So with a 401k loan, which is kind of this, you are limited to borrowing against it by like only up to 50% of its face value due to factors such as market volatility. And then all payments made to that loan are with alreaey taxed income, so you aren't securing money in any way that dodges taxation.

Also using shareholdings is no different from using a house or property as collateral... property equity has unrealized value until it is sold too. One might argue you pay property taxes on that equity, but ideally, the company behind the stocks you own pays property taxes for its ownings annually, so that's still happening. So the real problem is large companies dodging taxes due to exploiting broken tax code loopholes.

[-] thewebroach@lemmy.world 7 points 1 month ago* (last edited 1 month ago)
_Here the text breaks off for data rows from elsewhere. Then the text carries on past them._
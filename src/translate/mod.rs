use std::path::{Path, PathBuf};

use crate::core::{level_path, Level, PipelineError, Result};
use crate::model::{Batch, LevelRoutedModel};
use crate::utils::textio::{read_lines, write_lines};

/// Drives the routed model in inference mode for one level at a time,
/// producing one hypothesis per source line in input order.
pub struct Translator {
    model: LevelRoutedModel,
    output_base: Option<PathBuf>,
}

impl Translator {
    pub fn new(model: LevelRoutedModel) -> Self {
        Self {
            model,
            output_base: None,
        }
    }

    /// Also write each level's hypotheses to `level_path(base, level)`.
    pub fn with_output<P: Into<PathBuf>>(mut self, base: P) -> Self {
        self.output_base = Some(base.into());
        self
    }

    pub fn output_path(&self, level: Level) -> Option<PathBuf> {
        self.output_base.as_ref().map(|base| level_path(base, level))
    }

    /// Translate the source file of one level. When a target path is given,
    /// its line count is checked against the source before any decoding.
    /// Hypotheses come back in original line order, in memory and (when an
    /// output base is configured) on disk.
    pub fn translate(
        &mut self,
        src_path: &Path,
        tgt_path: Option<&Path>,
        level: Level,
        batch_size: usize,
    ) -> Result<Vec<String>> {
        self.model.set_level(level)?;

        let src_lines = read_lines(src_path)?;
        if let Some(tgt_path) = tgt_path {
            let tgt_lines = read_lines(tgt_path)?;
            if src_lines.len() != tgt_lines.len() {
                return Err(PipelineError::MisalignedCorpus {
                    level,
                    left: src_lines.len(),
                    right: tgt_lines.len(),
                }
                .into());
            }
        }

        tracing::info!(
            "translating level {}: {} sentences from {}",
            level,
            src_lines.len(),
            src_path.display()
        );

        let mut hypotheses = Vec::with_capacity(src_lines.len());
        for chunk in src_lines.chunks(batch_size.max(1)) {
            let batch = Batch::from_sources(chunk, level);
            hypotheses.extend(self.model.generate(&batch)?);
        }

        if let Some(out_path) = self.output_path(level) {
            write_lines(&out_path, &hypotheses)?;
            tracing::info!("wrote level {} hypotheses to {}", level, out_path.display());
        }
        Ok(hypotheses)
    }
}

#[cfg(test)]
mod tests {
    use super::*;
    use crate::model::copy_model;

    #[test]
    fn test_hypotheses_preserve_input_order() {
        let dir = tempfile::tempdir().unwrap();
        let src_path = dir.path().join("src.2");
        let lines: Vec<String> = (0..5).map(|i| format!("sentence {}", i)).collect();
        write_lines(&src_path, &lines).unwrap();

        let mut translator = Translator::new(copy_model(&[Level(2)]));
        let hyps = translator
            .translate(&src_path, None, Level(2), 2)
            .unwrap();
        assert_eq!(hyps, lines);
    }

    #[test]
    fn test_output_file_matches_hypotheses() {
        let dir = tempfile::tempdir().unwrap();
        let src_path = dir.path().join("src.3");
        write_lines(&src_path, &["one", "two"]).unwrap();

        let out_base = dir.path().join("pred.");
        let mut translator =
            Translator::new(copy_model(&[Level(3)])).with_output(&out_base);
        let hyps = translator
            .translate(&src_path, None, Level(3), 30)
            .unwrap();

        let written = read_lines(dir.path().join("pred.3")).unwrap();
        assert_eq!(written, hyps);
    }

    #[test]
    fn test_misaligned_target_aborts_translation() {
        let dir = tempfile::tempdir().unwrap();
        let src_path = dir.path().join("src.2");
        let tgt_path = dir.path().join("tgt.2");
        write_lines(&src_path, &["a", "b"]).unwrap();
        write_lines(&tgt_path, &["x"]).unwrap();

        let mut translator = Translator::new(copy_model(&[Level(2)]));
        let err = translator
            .translate(&src_path, Some(&tgt_path), Level(2), 1)
            .unwrap_err();
        assert!(matches!(
            err.downcast_ref::<PipelineError>(),
            Some(PipelineError::MisalignedCorpus { .. })
        ));
    }

    #[test]
    fn test_unknown_level_aborts_before_reading() {
        let mut translator = Translator::new(copy_model(&[Level(2)]));
        let err = translator
            .translate(Path::new("missing.src.9"), None, Level(9), 1)
            .unwrap_err();
        assert!(matches!(
            err.downcast_ref::<PipelineError>(),
            Some(PipelineError::UnknownLevel(Level(9)))
        ));
    }
}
Also, i think income tax is double taxation. Businesses are the key market players in an economy so why not orient all taxation around them? Do away with personal income tax and property tax. Keep/increase sales tax, luxury tax, sin tax. And clamp the largest salary in a company to be allowed no more than 20x the average salary in the company to address wage disparities. If the CEO deserves a 1 mil bonus, the average employee deserves at least a 50k bonus. Also, no worker's rate can be paid less than 1/20th the salary than the average employee. The more spread out the dollars are, the better it is for the economy.

[-] Embarrassingskidmark@lemmy.world 6 points 1 month ago

They shouldn't be taxed because they're just that, unrealized. They may be worth next to nothing one day. If you use them as collateral, you're still on the hook for the value you originally took out the loan for, regardless of the loss of the investment.
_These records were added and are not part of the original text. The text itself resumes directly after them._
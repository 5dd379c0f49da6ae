pub mod textio {
    use std::fs::File;
    use std::io::{BufRead, BufReader, BufWriter, Write};
    use std::path::Path;

    use anyhow::Context;

    use crate::core::Result;

    pub fn read_lines<P: AsRef<Path>>(path: P) -> Result<Vec<String>> {
        let path = path.as_ref();
        let file =
            File::open(path).with_context(|| format!("opening {}", path.display()))?;
        let reader = BufReader::new(file);

        let mut lines = Vec::new();
        for line in reader.lines() {
            let line = line.with_context(|| format!("reading {}", path.display()))?;
            lines.push(line);
        }
        Ok(lines)
    }

    pub fn write_lines<P: AsRef<Path>, S: AsRef<str>>(path: P, lines: &[S]) -> Result<()> {
        let path = path.as_ref();
        let file =
            File::create(path).with_context(|| format!("creating {}", path.display()))?;
        let mut writer = BufWriter::new(file);
        for line in lines {
            writer.write_all(line.as_ref().as_bytes())?;
            writer.write_all(b"\n")?;
        }
        writer
            .flush()
            .with_context(|| format!("writing {}", path.display()))
    }

}
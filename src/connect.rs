//! Building connections and engines from a secret.

use crate::config::{ConnectionConfig, SecretConnectionOptions, resolve_connection_config};
use crate::error::SqlHelperError;
use crate::postgres::{DRIVER_NAME, Engine, EngineUrl, SecretConnection, TlsLayout, build_pg_config};
use crate::secrets::{AwsSecretsManager, SecretsClient};

/// Fetch the secret from Secrets Manager and open a direct connection.
///
/// ```rust,no_run
/// # use sql_secret_helper::prelude::*;
/// # async fn run() -> Result<(), SqlHelperError> {
/// let opts = SecretConnectionOptions::builder("prod/app/db")
///     .ca_file("/etc/ssl/rds-combined-ca-bundle.pem")
///     .connect_timeout(std::time::Duration::from_secs(30))
///     .finish();
/// let conn = get_connection(&opts).await?;
/// let rows = conn.query("SELECT 1", &[]).await?;
/// # let _ = rows;
/// conn.close().await;
/// # Ok(())
/// # }
/// ```
///
/// # Errors
/// Secret fetch errors, `MalformedSecret`, `ConfigError` for bad driver options,
/// `CaFileNotFound`/`TlsError` for the CA file, and `ConnectionError` if the database
/// cannot be reached or rejects the credentials.
pub async fn get_connection(
    options: &SecretConnectionOptions,
) -> Result<SecretConnection, SqlHelperError> {
    let client = AwsSecretsManager::from_session(&options.session).await;
    get_connection_with(&client, options).await
}

/// [`get_connection`] with a caller-supplied secrets client.
///
/// # Errors
/// Same as [`get_connection`].
pub async fn get_connection_with(
    client: &dyn SecretsClient,
    options: &SecretConnectionOptions,
) -> Result<SecretConnection, SqlHelperError> {
    let resolved = resolve_connection_config(client, options).await?;
    let driver_options = resolved.connection_driver_options();
    let params = build_pg_config(&resolved, &driver_options, TlsLayout::Nested)?;
    SecretConnection::open(&params).await
}

/// Fetch the secret from Secrets Manager and build a lazily-connecting engine.
///
/// Nothing is connected until the first [`Engine::get`].
///
/// # Errors
/// Secret fetch errors, `MalformedSecret`, or `ConfigError` for bad driver options.
/// Connection and CA file errors surface later, from [`Engine::get`].
pub async fn get_pooled_engine(
    options: &SecretConnectionOptions,
) -> Result<Engine, SqlHelperError> {
    let client = AwsSecretsManager::from_session(&options.session).await;
    get_pooled_engine_with(&client, options).await
}

/// [`get_pooled_engine`] with a caller-supplied secrets client.
///
/// # Errors
/// Same as [`get_pooled_engine`].
pub async fn get_pooled_engine_with(
    client: &dyn SecretsClient,
    options: &SecretConnectionOptions,
) -> Result<Engine, SqlHelperError> {
    let resolved = resolve_connection_config(client, options).await?;
    let driver_options = resolved.engine_driver_options();
    let params = build_pg_config(&resolved, &driver_options, TlsLayout::Flat)?;
    Ok(Engine::new(engine_url(&resolved), params))
}

fn engine_url(resolved: &ConnectionConfig) -> EngineUrl {
    EngineUrl {
        drivername: DRIVER_NAME.to_string(),
        username: resolved.user.clone(),
        password: resolved.password.clone(),
        host: resolved.endpoint.clone(),
        port: resolved.port,
        database: resolved.dbname.clone(),
    }
}
/// `PostgreSQL` embedded database functionality
pub mod embedded;

pub use embedded::*;
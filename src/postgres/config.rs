use std::path::{Path, PathBuf};
use std::time::Duration;

use native_tls::{Certificate, TlsConnector};
use postgres_native_tls::MakeTlsConnector;
use serde_json::Value;
use tokio_postgres::config::SslMode;

use crate::config::{ConnectionConfig, DriverOptions};
use crate::error::SqlHelperError;

/// Where a driver-options map keeps the CA file.
#[derive(Debug, Clone, Copy, PartialEq, Eq)]
pub enum TlsLayout {
    /// `{"ssl": {"ca": "<path>"}}`, used by direct connections.
    Nested,
    /// `{"ssl_ca": "<path>"}`, used by pooled engines.
    Flat,
}

/// A `tokio_postgres::Config` plus the CA file the connector must trust, if any.
#[derive(Debug, Clone)]
pub struct PgConnectParams {
    pub config: tokio_postgres::Config,
    pub ca_file: Option<PathBuf>,
}

/// Translate resolved credentials and a driver-options map into `tokio-postgres` terms.
///
/// `charset` must name UTF-8, the only client encoding `tokio-postgres` speaks. The
/// options `connect_timeout` (seconds), `application_name`, `sslmode` and `keepalives`
/// map to the matching config setters. Any other scalar option is sent to the server as
/// a runtime parameter.
///
/// # Errors
/// Returns `SqlHelperError::ConfigError` for option values of the wrong shape, or for
/// the CA key of the other [`TlsLayout`].
pub fn build_pg_config(
    resolved: &ConnectionConfig,
    options: &DriverOptions,
    layout: TlsLayout,
) -> Result<PgConnectParams, SqlHelperError> {
    let mut config = tokio_postgres::Config::new();
    config
        .host(&resolved.endpoint)
        .port(resolved.port)
        .dbname(&resolved.dbname)
        .user(&resolved.user)
        .password(&resolved.password);

    let mut runtime_params: Vec<(String, String)> = Vec::new();
    let mut ca_file = None;
    let mut ssl_mode_set = false;

    for (key, value) in options {
        match (key.as_str(), layout) {
            ("charset", _) => check_charset(&scalar(key, value)?)?,
            ("connect_timeout", _) => {
                if let Some(timeout) = seconds(key, value)? {
                    config.connect_timeout(timeout);
                }
            }
            ("application_name", _) => {
                config.application_name(&scalar(key, value)?);
            }
            ("sslmode", _) => {
                config.ssl_mode(parse_ssl_mode(&scalar(key, value)?)?);
                ssl_mode_set = true;
            }
            ("keepalives", _) => {
                let enabled = value.as_bool().ok_or_else(|| {
                    SqlHelperError::ConfigError(format!("{key} must be a boolean"))
                })?;
                config.keepalives(enabled);
            }
            ("ssl", TlsLayout::Nested) => {
                ca_file = nested_ca(value)?;
            }
            ("ssl_ca", TlsLayout::Flat) => {
                ca_file = Some(PathBuf::from(scalar(key, value)?));
            }
            ("ssl", TlsLayout::Flat) => {
                return Err(SqlHelperError::ConfigError(
                    "pooled engines take the CA file as a flat `ssl_ca` option".into(),
                ));
            }
            ("ssl_ca", TlsLayout::Nested) => {
                return Err(SqlHelperError::ConfigError(
                    "direct connections take the CA file as `ssl: {ca: ...}`".into(),
                ));
            }
            _ => runtime_params.push((key.clone(), scalar(key, value)?)),
        }
    }

    if ca_file.is_some() && !ssl_mode_set {
        config.ssl_mode(SslMode::Require);
    }

    if !runtime_params.is_empty() {
        let rendered: Vec<String> = runtime_params
            .iter()
            .map(|(k, v)| format!("-c {k}={}", escape_option(v)))
            .collect();
        config.options(&rendered.join(" "));
    }

    Ok(PgConnectParams { config, ca_file })
}

/// Read `path` and build a connector that trusts it.
///
/// # Errors
/// Returns `SqlHelperError::CaFileNotFound` if the file does not exist and
/// `SqlHelperError::TlsError` if it cannot be read or is not a PEM certificate.
pub fn load_tls_connector(path: &Path) -> Result<MakeTlsConnector, SqlHelperError> {
    let pem = std::fs::read(path).map_err(|e| match e.kind() {
        std::io::ErrorKind::NotFound => SqlHelperError::CaFileNotFound(path.to_path_buf()),
        _ => SqlHelperError::TlsError(format!("reading {}: {e}", path.display())),
    })?;
    let cert = Certificate::from_pem(&pem)
        .map_err(|e| SqlHelperError::TlsError(format!("parsing {}: {e}", path.display())))?;
    let connector = TlsConnector::builder()
        .add_root_certificate(cert)
        .build()
        .map_err(|e| SqlHelperError::TlsError(e.to_string()))?;
    Ok(MakeTlsConnector::new(connector))
}

fn scalar(key: &str, value: &Value) -> Result<String, SqlHelperError> {
    match value {
        Value::String(s) => Ok(s.clone()),
        Value::Number(n) => Ok(n.to_string()),
        Value::Bool(b) => Ok(if *b { "on" } else { "off" }.to_string()),
        _ => Err(SqlHelperError::ConfigError(format!(
            "driver option {key} must be a string, number or boolean"
        ))),
    }
}

// Non-positive timeouts mean "no timeout".
fn seconds(key: &str, value: &Value) -> Result<Option<Duration>, SqlHelperError> {
    let secs = match value {
        Value::Number(n) => n.as_f64(),
        Value::String(s) => s.trim().parse::<f64>().ok(),
        _ => None,
    }
    .filter(|secs| secs.is_finite())
    .ok_or_else(|| SqlHelperError::ConfigError(format!("{key} must be a number of seconds")))?;
    if secs <= 0.0 {
        return Ok(None);
    }
    Duration::try_from_secs_f64(secs)
        .map(Some)
        .map_err(|e| SqlHelperError::ConfigError(format!("{key}: {e}")))
}

fn nested_ca(value: &Value) -> Result<Option<PathBuf>, SqlHelperError> {
    let Value::Object(ssl) = value else {
        return Err(SqlHelperError::ConfigError(
            "ssl must be an object such as {\"ca\": \"/path/to/ca.pem\"}".into(),
        ));
    };
    match ssl.get("ca") {
        None | Some(Value::Null) => Ok(None),
        Some(Value::String(path)) => Ok(Some(PathBuf::from(path))),
        Some(_) => Err(SqlHelperError::ConfigError("ssl.ca must be a path".into())),
    }
}

fn parse_ssl_mode(mode: &str) -> Result<SslMode, SqlHelperError> {
    match mode.to_ascii_lowercase().as_str() {
        "disable" => Ok(SslMode::Disable),
        "prefer" => Ok(SslMode::Prefer),
        "require" => Ok(SslMode::Require),
        other => Err(SqlHelperError::ConfigError(format!("unsupported sslmode {other}"))),
    }
}

// The driver always negotiates `client_encoding=UTF8`.
fn check_charset(charset: &str) -> Result<(), SqlHelperError> {
    let name: String = charset
        .chars()
        .filter(|c| !matches!(c, '-' | '_'))
        .collect();
    let name = name.to_ascii_lowercase();
    match name.as_str() {
        "utf8" | "utf8mb4" | "unicode" => Ok(()),
        _ => Err(SqlHelperError::ConfigError(format!(
            "charset {charset} is not supported; connections always use UTF-8"
        ))),
    }
}

fn escape_option(value: &str) -> String {
    value.replace('\\', "\\\\").replace(' ', "\\ ")
}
[-] julietOscarEcho@sh.itjust.works 8 points 1 month ago

This argument applies to my wages too if I elect not to be paid in USD. Are you arguing that, say, Bitcoin income should be untaxable just because it could depreciate relative to the USD tax liability it generates.

[-] LeFantome@programming.dev 6 points 1 month ago

How could you misunderstand his comment so completely?

Bitcoin is not money. You cannot file your tax return with a line-item with the number of Bitcoin you were paid. On a US tax return, you have to say how many USD you were paid. On a Canadian return, it is Canadian dollars. In the UK, it would be GBP.

If I demanded that my US employer paid me in GBP, they may do so. They would also track internally the dates they paid me, the value in USD that they paid me, and the exchange rate to GBP. The tax deducted from my check would be in USD.

This is part of the tax code in every country. You get paid in the currency of that jurisdiction ( regardless of how you choose to take payment ).

If you wanted to receive Bitcoin, it would be an investment. The taxable income would be the value on the day I received it. The value on the day that I sold is irrelevant. This is not “unrealized gains” by any stretch.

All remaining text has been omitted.